Luis: That's right. That's right. And South Bend actually gets its name from the fact that the St. Joseph River makes a curve to the north at this point.

Stephanie Smith: Ah, okay. So, how were these CSOs affecting the community here in South Bend? And was it affecting everyone the same way?

Luis: So, the city had an NPDES permit, which is a permit that allows the city to discharge combined sewer overflow, but also compels them to find a solution to this problem. The original solution using traditional engineering was going to cost the city about $900 million. For a city of 100,000 people, that is $9,000 for every man, woman, and child in the city. And with a city that is not a wealthy city, a city that has close to 30% of people are below poverty line, you can imagine what kind of economic impact that can have over this community.

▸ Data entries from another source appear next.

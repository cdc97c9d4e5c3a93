// File: ./src/sample.rs
//! Curated sample records served when no API key is configured.
//!
//! Samples are stored in the upstream wire shape and go through the same
//! normalizer as live data. Only kind, region and category filters apply here;
//! keyword and target filters are ignored.
use crate::model::catalog::category_by_code;
use crate::model::normalize;
use crate::model::{RawRecord, RecordKind, SearchFilters, UnifiedRecord};
use chrono::NaiveDate;
use serde_json::{Value, json};

fn sample_programs() -> Value {
    json!([
        {
            "pblancId": "MOCK_001",
            "pblancNm": "[예시] 2024년 초기창업패키지 창업기업 모집 공고",
            "jrsdInsttNm": "중소벤처기업부",
            "reqstBeginEndDe": "20240201 ~ 20240315",
            "pblancUrl": "#",
            "bsnsSumryCn": "<p>유망 창업아이템 및 고급기술을 보유한 초기창업기업의 사업화 자금 및 특화 프로그램을 지원합니다.</p>",
            "pldirSportRealmLclasCodeNm": "창업",
            "trgetNm": "창업 3년 이내 기업",
            "hashTags": "창업,기술,서울,경기"
        },
        {
            "pblancId": "MOCK_002",
            "pblancNm": "[예시] 중소기업 정책자금(운전) 융자 지원",
            "jrsdInsttNm": "중소벤처기업진흥공단",
            "reqstBeginEndDe": "20240110 ~ 예산 소진시",
            "pblancUrl": "#",
            "bsnsSumryCn": "경영애로 해소 및 생산성 향상을 위한 운전 자금을 융자 지원해 드립니다.",
            "pldirSportRealmLclasCodeNm": "금융",
            "trgetNm": "중소기업",
            "hashTags": "금융,전국"
        },
        {
            "pblancId": "MOCK_003",
            "pblancNm": "[예시] 수출바우처 사업 참여기업 모집",
            "jrsdInsttNm": "산업통상자원부",
            "reqstBeginEndDe": "20240301 ~ 20240331",
            "pblancUrl": "#",
            "bsnsSumryCn": "수출 유망 중소기업을 대상으로 해외 마케팅 서비스를 바우처 형태로 지원합니다.",
            "pldirSportRealmLclasCodeNm": "수출",
            "trgetNm": "수출 실적 보유 기업",
            "hashTags": "수출,부산,인천"
        },
        {
            "pblancId": "MOCK_004",
            "pblancNm": "[예시] 스마트공장 구축 및 고도화 지원사업",
            "jrsdInsttNm": "스마트제조혁신추진단",
            "reqstBeginEndDe": "20240401 ~ 20240501",
            "pblancUrl": "#",
            "bsnsSumryCn": "제조 현장의 경쟁력 제고를 위해 스마트공장 구축을 지원합니다.",
            "pldirSportRealmLclasCodeNm": "기술",
            "trgetNm": "제조 중소기업",
            "hashTags": "기술,대구,경북"
        }
    ])
}

fn sample_events() -> Value {
    json!([
        {
            "eventInfoId": "MOCK_EVT_001",
            "nttNm": "[예시] 2024 창업지원사업 통합 설명회",
            "organizerNm": "창업진흥원",
            "eventBeginEndDe": "20240220 ~ 20240220",
            "orginlUrlAdres": "",
            "bizinfoUrl": "/web/lay1/bbs/S1T122C128/AS/74/view.do?eventInfoId=MOCK_EVT_001",
            "nttCn": "<div>창업지원사업 신청 절차와 유의사항을 안내합니다.</div>",
            "pldirSportRealmLclasCodeNm": "창업@경영",
            "areaNm": "서울@온라인",
            "hashTags": "창업,설명회,서울"
        },
        {
            "eventInfoId": "MOCK_EVT_002",
            "nttNm": "[예시] 수출기업 해외인증 지원 세미나",
            "organizerNm": "코트라",
            "eventBeginEndDe": "20240312 ~ 20240313",
            "originUrlAdres": "https://www.kotra.or.kr",
            "nttCn": "해외 인증 취득 전략과 지원 제도를 소개합니다.",
            "pldirSportRealmLclasCodeNm": "수출",
            "areaNm": "부산",
            "hashTags": "수출,세미나,부산"
        },
        {
            "eventInfoId": "MOCK_EVT_003",
            "nttNm": "[예시] 중소기업 기술보호 교육",
            "organizerNm": "대중소기업농어업협력재단",
            "eventBeginEndDe": "20240425",
            "nttCn": "",
            "pldirSportRealmLclasCodeNm": "기술",
            "areaNm": "대전@세종",
            "hashtags": "기술,교육,대전"
        }
    ])
}

/// Every sample of `kind` in raw form.
pub fn raw_samples(kind: RecordKind) -> Vec<RawRecord> {
    let list = match kind {
        RecordKind::Program => sample_programs(),
        RecordKind::Event => sample_events(),
    };
    match list {
        Value::Array(items) => items
            .into_iter()
            .filter_map(|v| RawRecord::from_value(kind, v))
            .collect(),
        _ => Vec::new(),
    }
}

/// Sample page for `filters`. Only page 1 has content.
pub fn sample_page(
    filters: &SearchFilters,
    page_index: u32,
    origin: &str,
    today: NaiveDate,
) -> Vec<UnifiedRecord> {
    if page_index != 1 {
        return Vec::new();
    }

    let category = filters
        .category_code()
        .and_then(category_by_code)
        .map(|c| c.keyword);
    let regions: Vec<&str> = filters.specific_regions().collect();

    normalize::normalize_all(&raw_samples(filters.kind), origin, today)
        .into_iter()
        .filter(|r| category.is_none_or(|c| r.category.contains(c)))
        .filter(|r| regions.is_empty() || regions.iter().any(|region| in_region(r, region)))
        .collect()
}

fn in_region(record: &UnifiedRecord, region: &str) -> bool {
    record.tags.iter().any(|t| t == region)
        || record.target.as_deref().is_some_and(|t| t.contains(region))
        || record
            .areas
            .as_ref()
            .is_some_and(|areas| areas.iter().any(|a| a == region))
}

Stephanie Smith: That would be an incredible burden. So, what was it you proposed based on your expertise?

Luis: So, what we proposed was to figure out the way that we can maximize the utilization of the existing infrastructure in the city. And we said, "Listen, it doesn't rain evenly throughout the entire city when you have a storm event." So, there are parts of the city that are more congested than others. So, what we did is we deploy a sensor network that monitors all the pipes in the city, and we utilize then that information to route using pumps and using gates. We route the water from areas that have too much water coming into areas that have more capacity. And that way we can balance out and we can optimize hydraulically speaking how the sewer system operates and prevent overflows.

Stephanie Smith: So, instead of just building a lot of new infrastructure, they were able to make better use of the infrastructure they already had?

Luis: That is correct. That is correct.

Stephanie Smith: It sounds very futuristic. And it sounds like something certainly not a lot of cities were doing at that time. And that makes me think it sounds kind of expensive, but you did talk about how much of a burden, an economic burden, this problem already was. So, the question is, has it been fully implemented, and is it paying off for them?

Luis: Yes, the answer is yes. The city has fully implemented the system at the moment. The system had been operational now since 2010. And since the system was installed, I can say that the system has prevented close to 70% of overflows from reaching the river. And that is at a cost that is miniscule compared to traditional engineering solutions. Where a traditional engineering solution would cost you anywhere between $5 and $10 to prevent overflows from going to the river, this kind of solution costs cents.

Stephanie Smith: Oh, wow.

Luis: So, the cost-effectiveness of the solution is definitely significant.

Stephanie Smith: So, this is a great model. I think the term that's used is intelligent urban watersheds.

Luis: That's right.

Stephanie Smith: Do you see other cities now looking to South Bend and learning from South Bend and employing this approach?

Luis: That is correct. There are more than 40 cities throughout the United States and the world now that are implementing this kind of approach. And many of them come actually to South Bend to visit us and anyone that is interested, the city loves to have visitors and be able to show the great work that they have done.

Stephanie Smith: That is fantastic. And thank you so much for joining us. I think this really demonstrates how we're going to have to approach the Clean Water Act in the future because we do have a lot of infrastructure challenges, but we also can use our infrastructure a lot better. So, thank you so much for your expertise and for joining us, Luis.

Luis: Thank you.

Stephanie Smith: Thank you.